How Many Two-Note Patterns Can There Be?
How many theoretical unique two-note patterns are there? With 82,000 tunes, we have found 486 distinct duration ratios and 85 different intervals (pitch changes). The number of possible pitch changes is technically higher–a piano spans seven octaves–but the vast majority (all but a handful) of intervals are within 3-1/2 octaves, which equates to 85 intervals. We constrain the pitch changes to 85 to save computing time and storage while encompassing the vast majority of intervals.
Multiplying those together, we calculate that so far there are around 41,310 possible two-note patterns. Of those, 4,651 different two-note patterns exist in songs, tunes, or melodies that have stood the test of time and are in the database. In other words, all the tunes entered in our database only use 11 percent of the possible two-note patterns. Admittedly, many of these patterns will never be used because their intervals are so large that they are too unwieldly to fit into a melody, or because the duration ratios are so unusual that they would be hard to work into a tune, or both. See this histogram of duration ratios plotted against intervals for more information about which patterns are used.
Growth Rate of New Patterns Slowing
As we add new tunes to the Skiptune database, the rate of discovered patterns is quite slow, roughly 20 new two-note pattern for every 1000 new tunes entered. Even lower is the rate of growth of unique patterns, which is under 10 per 1000 new tunes. Of the 4,277 two-note patterns in the database, 1,392 are unique (used in only one melody in the database).
Both the rate of adding new two-note patterns and the rate of adding unique two-note patterns are strongly affected by the era in which the tunes were written. Tunes written since 1920 add more new two-note patterns and unique two-note patterns at a much faster rate than those written in previous eras. We enter music from all musical eras on a rotating basis, entering 100 new melodies at a time from a given era before moving on to another era.

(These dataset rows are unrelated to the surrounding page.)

//! # Service Design (SDC)
//!
//! Onboardable design-time resources and the client they share.
//!
//! | Type | API | Path |
//! |------|-----|------|
//! | [`Vendor`] | onboarding | create, submit |
//! | [`Vsp`] | onboarding | create, upload_package, validate, commit, submit |
//! | [`Vf`] | catalog | create, certify |
//! | [`Service`] | catalog | create, certify |
//!
//! ```rust,ignore
//! let sdc = SdcClient::new(http, &settings);
//! let mut vendor = Vendor::new(sdc.clone(), ResourceName::parse("vFW vendor")?);
//! vendor.load().await?;
//! vendor.onboard().await?;
//!
//! let mut vsp = Vsp::new(sdc.clone(), ResourceName::parse("vFW vsp")?)
//!     .with_vendor(&vendor)
//!     .with_package(VspPackage::new("vfw.zip", bytes));
//! vsp.onboard().await?;
//! ```

mod catalog;
mod service;
mod vendor;
mod vf;
mod vsp;

use std::sync::Arc;

use serde::Deserialize;
use serde_json::json;

use crate::api::ApiClient;
use crate::config::Settings;
use crate::domain::ResourceName;
use crate::error::OnapError;
use crate::http_client::{HttpAuth, HttpClient, HttpMethod};

pub use service::Service;
pub use vendor::Vendor;
pub use vf::Vf;
pub use vsp::{Vsp, VspPackage};

pub const ONBOARDING_API_PATH: &str = "/sdc1/feProxy/onboarding-api/v1.0";
pub const CATALOG_API_PATH: &str = "/sdc2/rest/v1/catalog";

/// Onboarding and catalog API clients with the SDC header set.
#[derive(Debug, Clone)]
pub struct SdcClient {
    onboarding: ApiClient,
    catalog: ApiClient,
    user_id: String,
}

impl SdcClient {
    pub fn new(http: Arc<dyn HttpClient>, settings: &Settings) -> Self {
        let auth = HttpAuth::basic(&settings.sdc_username, &settings.sdc_password);
        let build = |base: &str, path: &str| {
            ApiClient::new(http.clone(), format!("{}{}", base.trim_end_matches('/'), path))
                .with_auth(auth.clone())
                .with_header("USER_ID", settings.sdc_user_id.as_str())
                .with_header("X-ECOMP-InstanceID", settings.instance_id.as_str())
                .with_timeout_ms(settings.default_timeout_ms)
        };

        Self {
            onboarding: build(&settings.sdc_be_onboarding_url, ONBOARDING_API_PATH),
            catalog: build(&settings.sdc_be_url, CATALOG_API_PATH),
            user_id: settings.sdc_user_id.clone(),
        }
    }

    pub fn onboarding(&self) -> &ApiClient {
        &self.onboarding
    }

    pub fn catalog(&self) -> &ApiClient {
        &self.catalog
    }

    pub fn user_id(&self) -> &str {
        &self.user_id
    }

    /// Latest version of the onboarding item of `item_type` named `name`.
    pub(crate) async fn find_item(
        &self,
        operation: &'static str,
        item_type: &str,
        name: &ResourceName,
    ) -> Result<Option<(ItemSummary, ItemVersion)>, OnapError> {
        let items: ItemList = self
            .onboarding
            .get_json(operation, &format!("items?itemType={item_type}"))
            .await?;
        let Some(item) = items
            .results
            .into_iter()
            .find(|item| item.name == name.as_str())
        else {
            return Ok(None);
        };

        let versions: VersionList = self
            .onboarding
            .get_json(operation, &format!("items/{}/versions", item.id))
            .await?;
        Ok(versions
            .results
            .into_iter()
            .max_by_key(|version| version_key(&version.name))
            .map(|version| (item, version)))
    }

    /// Item and item version, `None` if either is unknown to the server.
    pub(crate) async fn item_details(
        &self,
        operation: &'static str,
        item_id: &str,
        version_id: &str,
    ) -> Result<Option<(ItemSummary, ItemVersion)>, OnapError> {
        let Some(item) = self
            .onboarding
            .get_json_optional::<ItemSummary>(operation, &format!("items/{item_id}"))
            .await?
        else {
            return Ok(None);
        };
        let version = self
            .onboarding
            .get_json_optional::<ItemVersion>(
                operation,
                &format!("items/{item_id}/versions/{version_id}"),
            )
            .await?;
        Ok(version.map(|version| (item, version)))
    }

    pub(crate) async fn archive_item(
        &self,
        operation: &'static str,
        item_id: &str,
    ) -> Result<(), OnapError> {
        self.onboarding
            .send_json(
                operation,
                HttpMethod::Put,
                &format!("items/{item_id}/actions"),
                &json!({ "action": "ARCHIVE" }),
            )
            .await?;
        Ok(())
    }
}

/// Response of an onboarding item creation.
#[derive(Debug, Clone, Deserialize)]
#[serde(rename_all = "camelCase")]
pub(crate) struct CreatedItem {
    pub item_id: String,
    pub version: CreatedVersion,
}

#[derive(Debug, Clone, Deserialize)]
pub(crate) struct CreatedVersion {
    pub id: String,
}

#[derive(Debug, Clone, Deserialize)]
pub(crate) struct ItemList {
    #[serde(default)]
    pub results: Vec<ItemSummary>,
}

#[derive(Debug, Clone, Deserialize)]
pub(crate) struct ItemSummary {
    pub id: String,
    #[serde(default)]
    pub name: String,
    #[serde(default)]
    pub status: Option<String>,
}

impl ItemSummary {
    pub fn is_archived(&self) -> bool {
        self.status
            .as_deref()
            .is_some_and(|status| status.eq_ignore_ascii_case("ARCHIVED"))
    }
}

#[derive(Debug, Clone, Deserialize)]
pub(crate) struct VersionList {
    #[serde(default)]
    pub results: Vec<ItemVersion>,
}

#[derive(Debug, Clone, Deserialize)]
pub(crate) struct ItemVersion {
    pub id: String,
    #[serde(default)]
    pub name: String,
    #[serde(default)]
    pub status: String,
    #[serde(default)]
    pub state: Option<VersionState>,
}

impl ItemVersion {
    pub fn is_certified(&self) -> bool {
        self.status.eq_ignore_ascii_case("Certified")
    }

    pub fn is_dirty(&self) -> bool {
        self.state.as_ref().is_some_and(|state| state.dirty)
    }
}

#[derive(Debug, Clone, Deserialize)]
pub(crate) struct VersionState {
    #[serde(default)]
    pub dirty: bool,
}

/// Sort key for dotted versions such as `1.0` or `0.12`.
pub(crate) fn version_key(version: &str) -> (u32, u32) {
    let mut parts = version.split('.').map(|part| part.parse::<u32>().unwrap_or(0));
    (parts.next().unwrap_or(0), parts.next().unwrap_or(0))
}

Over time, as new tunes are added from all musical eras, we expect the number of new two-note patterns to continue to grow slowly and eventually decelerate. We also expect the number of unique two-note patterns to eventually fall, though that hasn’t happened reliably yet at 82,000 tunes. That’s because while each new two-note pattern we add is unique when first entered, that uniqueness may not persist. Eventually, the number of unique two-note patterns must at least level off and likely start declining. Indeed, we have had the experience of adding 100 new tunes, finding a few new two-note patterns, but decreasing the number of unique two-note patterns. In those cases, we happened to have added tunes that repeated previously catalogued unique two-note patterns.